The UK’s national standards company has begun to work on a new standard for online identity authentication.

BSI has said it is working with the MIDAS (Mobile Identity Authentication Standard) Alliance on PAS 499, which will involve recommendations for identity, validation, verification and authentication of online transactions.

The scope of the project extends to privacy enhancing technologies, personally identifiable information, enrolment at different levels of assurance, strong authentication, anti-money laundering, device identification and biometrics.

It will involve the development of a publicly available specification, which can take as little as eight months before being placed before the relevant stakeholders. There would have to be a full consensus around its viability before it can emerge as a full standard.

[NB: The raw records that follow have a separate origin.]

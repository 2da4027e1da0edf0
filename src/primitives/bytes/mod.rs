#![forbid(unsafe_code)]
//! Little-endian field access and alignment helpers shared by the reader,
//! validator and writer.

pub mod le {
    //! Bounds-checked little-endian fixed-width reads and appending writes.

    use core::convert::TryInto;

    /// Returns `len` bytes at `off`, or `None` if any part lies outside `src`.
    #[inline]
    pub fn slice(src: &[u8], off: usize, len: usize) -> Option<&[u8]> {
        let end = off.checked_add(len)?;
        src.get(off..end)
    }

    /// Reads a u16 at `off`.
    #[inline]
    pub fn get_u16(src: &[u8], off: usize) -> Option<u16> {
        let bytes: [u8; 2] = slice(src, off, 2)?.try_into().ok()?;
        Some(u16::from_le_bytes(bytes))
    }

    /// Reads a u32 at `off`.
    #[inline]
    pub fn get_u32(src: &[u8], off: usize) -> Option<u32> {
        let bytes: [u8; 4] = slice(src, off, 4)?.try_into().ok()?;
        Some(u32::from_le_bytes(bytes))
    }

    /// Reads a u64 at `off`.
    #[inline]
    pub fn get_u64(src: &[u8], off: usize) -> Option<u64> {
        let bytes: [u8; 8] = slice(src, off, 8)?.try_into().ok()?;
        Some(u64::from_le_bytes(bytes))
    }

    /// Appends a u32.
    #[inline]
    pub fn put_u32(dst: &mut Vec<u8>, v: u32) {
        dst.extend_from_slice(&v.to_le_bytes());
    }

    /// Appends a u64.
    #[inline]
    pub fn put_u64(dst: &mut Vec<u8>, v: u64) {
        dst.extend_from_slice(&v.to_le_bytes());
    }

    /// Overwrites a u32 at `off`; the caller guarantees the range exists.
    #[inline]
    pub fn set_u32(dst: &mut [u8], off: usize, v: u32) {
        dst[off..off + 4].copy_from_slice(&v.to_le_bytes());
    }
}

pub mod align {
    //! Padding helpers for record placement.

    /// Rounds `n` up to a multiple of `to` (a power of two).
    #[inline]
    pub fn up(n: usize, to: usize) -> usize {
        debug_assert!(to.is_power_of_two());
        (n + to - 1) & !(to - 1)
    }

    /// Zero-pads `dst` until its length is a multiple of `to`.
    pub fn pad(dst: &mut Vec<u8>, to: usize) {
        let target = up(dst.len(), to);
        dst.resize(target, 0);
    }
}
use std::path::Path;

use rustc_hash::FxHashSet;
use serde::Serialize;

use crate::admin::error::ensure_exists;
use crate::admin::Result;
use crate::format::{Header, HEADER_LEN};
use crate::reader::{OpenOptions, Reader};
use crate::types::checksum::payload_crc32;
use crate::types::FlatError;
use crate::validate::ValidationSummary;
use crate::value::ValueKind;

const MAX_FINDINGS: usize = 32;

/// Specifies the depth of verification checks to perform.
#[derive(Clone, Copy, Debug, Serialize)]
#[serde(rename_all = "snake_case")]
pub enum VerifyLevel {
    /// Header and payload checksum only.
    Fast,
    /// Full structural validation plus a lookup of every stored key.
    Full,
}

/// Indicates the severity level of a verification finding.
#[derive(Clone, Copy, Debug, Serialize)]
#[serde(rename_all = "snake_case")]
pub enum VerifySeverity {
    /// Informational message about the verification process.
    Info,
    /// Non-critical issue that may indicate a problem.
    Warning,
    /// The buffer must not be read.
    Error,
}

/// Represents a single issue discovered during verification.
#[derive(Clone, Debug, Serialize)]
pub struct VerifyFinding {
    /// The severity level of this finding.
    pub severity: VerifySeverity,
    /// Human-readable description of the issue.
    pub message: String,
}

impl VerifyFinding {
    fn error(message: impl Into<String>) -> Self {
        Self {
            severity: VerifySeverity::Error,
            message: message.into(),
        }
    }

    fn info(message: impl Into<String>) -> Self {
        Self {
            severity: VerifySeverity::Info,
            message: message.into(),
        }
    }
}

/// Statistics collected during the verification process.
#[derive(Clone, Debug, Default, Serialize)]
pub struct VerifyCounts {
    /// Size of the buffer file.
    pub buffer_len: u64,
    /// Values visited by the lookup pass.
    pub values_checked: u64,
    /// Maps and sets whose keys were looked up.
    pub tables_probed: u64,
    /// Keys and elements looked up.
    pub keys_probed: u64,
}

/// Complete report of a verification operation.
#[derive(Clone, Debug, Serialize)]
pub struct VerifyReport {
    /// The verification level that was performed.
    pub level: VerifyLevel,
    /// Whether verification passed without finding any errors.
    pub success: bool,
    /// List of issues discovered during verification.
    pub findings: Vec<VerifyFinding>,
    /// Statistics about what was examined.
    pub counts: VerifyCounts,
    /// Validator summary, present when full validation passed.
    pub validation: Option<ValidationSummary>,
}

/// Verifies a buffer file.
///
/// Structural faults are reported as findings; only a missing file or an
/// I/O failure is an error.
pub fn verify(
    path: impl AsRef<Path>,
    opts: &OpenOptions,
    level: VerifyLevel,
) -> Result<VerifyReport> {
    let path = path.as_ref();
    ensure_exists(path)?;
    let mut findings = Vec::new();
    let mut counts = VerifyCounts {
        buffer_len: std::fs::metadata(path)?.len(),
        ..VerifyCounts::default()
    };
    let mut validation = None;

    match level {
        VerifyLevel::Fast => {
            let buf = std::fs::read(path)?;
            check_header(&buf, opts, &mut findings);
        }
        VerifyLevel::Full => {
            let mut reader = opts.load(path)?;
            match reader.validate() {
                Ok(summary) => {
                    validation = Some(summary.clone());
                    probe_tables(&reader, &mut findings, &mut counts)?;
                }
                Err(FlatError::Validation(err)) => {
                    push(&mut findings, VerifyFinding::error(err.to_string()))
                }
                Err(err) => return Err(err.into()),
            }
        }
    }

    Ok(VerifyReport {
        level,
        success: !findings
            .iter()
            .any(|f| matches!(f.severity, VerifySeverity::Error)),
        findings,
        counts,
        validation,
    })
}

fn push(findings: &mut Vec<VerifyFinding>, finding: VerifyFinding) {
    if findings.len() < MAX_FINDINGS {
        findings.push(finding);
    }
}

fn check_header(buf: &[u8], opts: &OpenOptions, findings: &mut Vec<VerifyFinding>) {
    let header = match Header::decode(buf) {
        Ok(header) => header,
        Err(err) => {
            push(findings, VerifyFinding::error(err.to_string()));
            return;
        }
    };
    if !header.has_checksum() {
        push(findings, VerifyFinding::info("buffer carries no payload checksum"));
    } else if opts.verify_checksum {
        let computed = payload_crc32(&buf[HEADER_LEN..]);
        if computed != header.checksum {
            push(
                findings,
                VerifyFinding::error(format!(
                    "checksum mismatch: stored {:#010x}, computed {computed:#010x}",
                    header.checksum
                )),
            );
        }
    }
}

/// Looks every stored key up again through the reader. A miss or a map
/// value that differs from the stored one means two entries share a key.
fn probe_tables(
    reader: &Reader,
    findings: &mut Vec<VerifyFinding>,
    counts: &mut VerifyCounts,
) -> Result<()> {
    let mut seen = FxHashSet::default();
    let mut stack = vec![reader.root()?];
    while let Some(v) = stack.pop() {
        counts.values_checked += 1;
        let id = reader.container_id(v)?;
        if let Some(id) = id {
            if !seen.insert(id) {
                continue;
            }
        }
        match v.kind() {
            ValueKind::Vector => {
                for item in reader.iter(v)? {
                    stack.push(item?);
                }
            }
            ValueKind::Map | ValueKind::Set => {
                counts.tables_probed += 1;
                for entry in reader.entries(v)? {
                    let (key, value) = entry?;
                    counts.keys_probed += 1;
                    let found = match value {
                        Some(value) => match reader.map_get(v, key)? {
                            Some(hit) => reader.eq(hit, value)?,
                            None => false,
                        },
                        None => reader.set_contains(v, key)?,
                    };
                    if !found {
                        let id = id.map(|id| id.0).unwrap_or_default();
                        push(
                            findings,
                            VerifyFinding::error(format!(
                                "{} in container {id} is shadowed or unreachable by lookup",
                                key.kind_name()
                            )),
                        );
                    }
                    stack.push(key);
                    stack.extend(value);
                }
            }
            _ => {}
        }
    }
    Ok(())
}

BSI has said the initiative has been launched in the context of EU legislation including the Electronic Identity Authentication and Signatures Regulation and the recently passed General Data Protection Regulation, and emphasised its significance for cyber security and financial transactions.

Verify week

It will have a relevance to online services for public and private sectors, and creates the question of how closely it will align with GOV.UK Verify, the Government’s online identity assurance service that formally went live yesterday.

While the announcement focused heavily on the importance to the private sector, one of the leading figures involves suggested it also implications for the public sector.

Andrew Churchill of the MIDAS Alliance – which was set up last year to resolve issues caused by the European Central Bank’s guidelines on online payments – said: “Cybercrime and fraud are the fastest growing areas of criminal activity, and vulnerabilities in identity and authentication practices account for much of this unwelcome growth.

“Adoption of enhanced identity and authentication techniques are essential to make secure the ever increasing number of online transactions and services that a successful digital economy needs. However, if industry sectors adopt different approaches to achieve this, the resulting fragmentation will cause considerable discontent among businesses, the public sector and consumers.”